Muvahhid ise, bir tek olan
Allah'a (c.c.) kulluk eder ki onun durumu; Allah'a (c.c.) bütün şirklerden
arınarak teslim olan, hedefini ve rızasına götürecek yolu bilen ve bütün
ihtilaflardan uzak olarak huzur içinde olan kimse gibidir.
Bu kul, rabbine şirk koşmadan
ve ihtilaflardan temizlenmiş olarak teslim olur. Onun üzerinde Rabbinin rahmeti,
acıması, şefkati ve ihsanı vardır. Bu iki kul hiç bir olur mu?"[1]

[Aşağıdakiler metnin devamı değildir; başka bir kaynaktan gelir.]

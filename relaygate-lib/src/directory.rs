//! Directory client: fetches the relay catalog CSV and ranks it.

use base64::Engine;
use regex::Regex;
use std::sync::OnceLock;
use std::thread;
use std::time::Duration;
use thiserror::Error;

const RETRY_DELAY: Duration = Duration::from_secs(3);

#[derive(Debug, Error)]
pub enum Error {
    #[error("http error: {0}")]
    Http(#[from] reqwest::Error),
}

/// One row of the directory, after parsing and with the TCP port resolved.
#[derive(Debug, Clone, PartialEq, Eq)]
pub struct Relay {
    pub hostname: String,
    pub ip: String,
    pub port: u16,
    pub score: Option<i64>,
    pub ping_ms: Option<i64>,
    pub speed_bps: Option<i64>,
    pub country: String,
    pub sessions: Option<i64>,
    pub uptime_secs: Option<i64>,
    pub operator: String,
}

impl Relay {
    pub fn host(&self) -> String {
        format!("{}:{}", self.ip, self.port)
    }
}

fn port_regex() -> &'static Regex {
    static RE: OnceLock<Regex> = OnceLock::new();
    RE.get_or_init(|| Regex::new(r"remote \d{1,3}(?:\.\d{1,3}){3} (\d+)").expect("valid regex"))
}

/// Fetches the directory CSV, retrying forever on transport failure, then
/// parses, filters and ranks it.
pub fn fetch_and_rank(
    url: &str,
    country_filter: Option<&str>,
    port_filter: Option<u16>,
) -> Result<Vec<Relay>, Error> {
    let body = fetch_with_retry(url)?;
    Ok(rank(parse_csv(&body, country_filter, port_filter)))
}

fn fetch_with_retry(url: &str) -> Result<String, Error> {
    loop {
        match reqwest::blocking::get(url).and_then(|resp| resp.error_for_status()).and_then(|resp| resp.text()) {
            Ok(body) => return Ok(body),
            Err(e) => {
                tracing::warn!(error = %e, "directory fetch failed, retrying");
                thread::sleep(RETRY_DELAY);
            }
        }
    }
}

/// Parses the directory CSV body (two header rows, one terminal sentinel
/// row dropped) and applies the optional country/port filters. Does not
/// sort -- see [`rank`].
fn parse_csv(body: &str, country_filter: Option<&str>, port_filter: Option<u16>) -> Vec<Relay> {
    let mut reader = csv::ReaderBuilder::new().has_headers(false).flexible(true).from_reader(body.as_bytes());

    let records: Vec<csv::StringRecord> = reader.records().filter_map(Result::ok).collect();
    let body_rows = if records.len() > 2 { &records[2..records.len() - 1] } else { &[] };

    let mut relays = Vec::new();
    for row in body_rows {
        let Some(relay) = parse_row(row) else { continue };
        if let Some(country) = country_filter {
            if relay.country != country {
                continue;
            }
        }
        if let Some(port) = port_filter {
            if relay.port != port {
                continue;
            }
        }
        relays.push(relay);
    }
    relays
}

fn parse_row(row: &csv::StringRecord) -> Option<Relay> {
    let field = |i: usize| row.get(i).unwrap_or("");

    let config_b64 = field(14);
    let port = match extract_tcp_port(config_b64) {
        Some(port) => port,
        None => {
            tracing::warn!(hostname = %field(0), "relay has no extractable TCP port, dropping");
            return None;
        }
    };

    Some(Relay {
        hostname: field(0).to_string(),
        ip: field(1).to_string(),
        port,
        score: parse_optional_int(field(2)),
        ping_ms: parse_optional_int(field(3)),
        speed_bps: parse_optional_int(field(4)),
        country: field(6).to_string(),
        sessions: parse_optional_int(field(7)),
        uptime_secs: parse_optional_int(field(8)),
        operator: field(12).to_string(),
    })
}

/// Base64-decodes an OpenVPN config blob and extracts its TCP port, if the
/// config uses `proto tcp` and carries a `remote <ip> <port>` directive.
fn extract_tcp_port(b64: &str) -> Option<u16> {
    let decoded = base64::engine::general_purpose::STANDARD.decode(b64.trim()).ok()?;
    let text = String::from_utf8_lossy(&decoded);
    if !text.contains("proto tcp") {
        return None;
    }
    let caps = port_regex().captures(&text)?;
    caps.get(1)?.as_str().parse().ok()
}

/// A bare `-` denotes "unknown" and must parse as absent, never zero.
fn parse_optional_int(s: &str) -> Option<i64> {
    let s = s.trim();
    if s == "-" || s.is_empty() {
        None
    } else {
        s.parse().ok()
    }
}

/// Sorts by score descending, stable on ties. Relays with no score sort
/// last, grouped among themselves in their original relative order.
fn rank(mut relays: Vec<Relay>) -> Vec<Relay> {
    relays.sort_by(|a, b| b.score.cmp(&a.score));
    relays
}

#[cfg(test)]
mod tests {
    use super::*;

    fn openvpn_config_b64(proto: &str, remote: &str) -> String {
        let config = format!("proto {proto}\nremote {remote}\n");
        base64::engine::general_purpose::STANDARD.encode(config)
    }

    fn csv_row(hostname: &str, ip: &str, score: &str, country: &str, config_b64: &str) -> String {
        // HostName,IP,Score,Ping,Speed,CountryLong,CountryShort,NumVpnSessions,
        // Uptime,TotalUsers,TotalTraffic,LogType,Operator,Message,OpenVPN_ConfigData_Base64
        format!(
            "{hostname},{ip},{score},12,100000,Japan,{country},3,999,1,1,none,OP,msg,{config_b64}"
        )
    }

    fn csv_body(rows: &[String]) -> String {
        let mut body = String::from("header1\nheader2\n");
        for row in rows {
            body.push_str(row);
            body.push('\n');
        }
        body.push_str("*\n");
        body
    }

    #[test]
    fn drops_relays_without_extractable_tcp_port() {
        let udp_cfg = openvpn_config_b64("udp", "10.0.0.1 1194");
        let body = csv_body(&[csv_row("host-a", "10.0.0.1", "100", "JP", &udp_cfg)]);
        let relays = parse_csv(&body, None, None);
        assert!(relays.is_empty());
    }

    #[test]
    fn parses_unknown_dash_fields_as_absent() {
        let tcp_cfg = openvpn_config_b64("tcp", "10.0.0.1 443");
        let row = format!(
            "host-a,10.0.0.1,-,-,-,Japan,JP,-,-,1,1,none,OP,msg,{tcp_cfg}"
        );
        let body = csv_body(&[row]);
        let relays = parse_csv(&body, None, None);
        assert_eq!(relays.len(), 1);
        assert_eq!(relays[0].score, None);
        assert_eq!(relays[0].ping_ms, None);
    }

    #[test]
    fn ranking_is_non_increasing_and_stable_on_ties() {
        let cfg = openvpn_config_b64("tcp", "10.0.0.1 443");
        let rows = vec![
            csv_row("a", "10.0.0.1", "50", "JP", &cfg),
            csv_row("b", "10.0.0.2", "90", "JP", &cfg),
            csv_row("c", "10.0.0.3", "90", "JP", &cfg),
        ];
        let body = csv_body(&rows);
        let ranked = rank(parse_csv(&body, None, None));
        let hostnames: Vec<&str> = ranked.iter().map(|r| r.hostname.as_str()).collect();
        assert_eq!(hostnames, vec!["b", "c", "a"]);
    }

    #[test]
    fn applies_country_and_port_filters_by_strict_equality() {
        let cfg_jp = openvpn_config_b64("tcp", "10.0.0.1 443");
        let cfg_us = openvpn_config_b64("tcp", "10.0.0.2 1194");
        let rows = vec![
            csv_row("a", "10.0.0.1", "50", "JP", &cfg_jp),
            csv_row("b", "10.0.0.2", "90", "US", &cfg_us),
        ];
        let body = csv_body(&rows);
        let relays = parse_csv(&body, Some("JP"), None);
        assert_eq!(relays.len(), 1);
        assert_eq!(relays[0].hostname, "a");

        let relays = parse_csv(&body, None, Some(443));
        assert_eq!(relays.len(), 1);
        assert_eq!(relays[0].hostname, "a");
    }

    #[test]
    fn drops_header_rows_and_terminal_sentinel() {
        let cfg = openvpn_config_b64("tcp", "10.0.0.1 443");
        let body = csv_body(&[csv_row("a", "10.0.0.1", "50", "JP", &cfg)]);
        assert_eq!(body.lines().count(), 4); // 2 header + 1 data + sentinel
        let relays = parse_csv(&body, None, None);
        assert_eq!(relays.len(), 1);
    }
}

5. La ilahe illallah'ın gereğiyle
amel eden kul, dünya ve ahirette yükselir ve şeref kazanır.
Allah'ın (c.c.):
"(Bütün bunları)
Allah'ı birleyerek ve O'na şirk koşmadan yapın. Kim Allah'a şirk koşarsa sanki o
gökten düşmüş de kuş kapmış, yahut rüzgar kendisini uzak bir yere sürüklemiş
gibi olur..." (Hac: 22/31) ayetinde işaret ettiği gibi tevhid, yüksekliğe,
şirk ise, aşağılığa delalet eder.
Allame İbn Kayyım
dedi ki:
"İman ve tevhid kendisine
yükselinen ve kendisinden inilen sema gibidir. İman ve tevhid üzere olunduğunda
yeryüzünden semaya yükselinir. İmanı ve tevhidi terk durumunda ise, semadan
aşağılara inilir. Şiddetli zorluk, üst üste gelen acı ve ızdıraplar, musibetler
bu durumlar sonucudur.
Allah (c.c.) iman ve tevhidden
uzaklaşanın gönderdiği şeytanlarla azalarını paramparça ederek, onu sıkıntıya
sokar, giderek bu eziyet, onu rahatsız edip ağırlaştırır ve helak çemberine
düşürür.

[2]

6. La ilahe illallah kelimesini
söyleyenin kanı ve malı korunmuş olur.
Rasulullah (s.a.v.) şöyle
buyurdu:
"Allah'tan başka ibadete
layık ilah olmadığına, şehadet edinceye kadar insanlara savaşmakla emrolundum.
Onlar bunları yapınca, kanları ve malları benden korunmuş olur. Ancak İslam'ın
hakkı müstesna..."[3]
İslam'ın hakkı; La ilahe
illallah'ın şartlarını yerine getirip şirkten uzaklaşarak tevhidin bütün
içeriğini eda etmektir. Sadece La ilahe illallah sözünü söylemek malı ve kanı
haram kılmaz.
Başarı Allah'tandır (c.c.).
Selam, Nebinin (s.a.v.) ve ashabının üzerine olsun.[4]


[1]
İbn Kayyım el-Cevziyye, İ'lamu'l-Muvakkiin: 1/187.

[2]
İbn Kayyım el-Cevziyye, İ'lamu'l-Muvakkiin: 1/180.

[3]
Buhari, İman: 17; Müslim, İman: 36; Tirmizi, İman: 1.

[4]
Şeyh Salih b. Fevzan b. Abdullah el-Fevzan,
Tevhid: 12, Tevhid Yayınları: 35-39.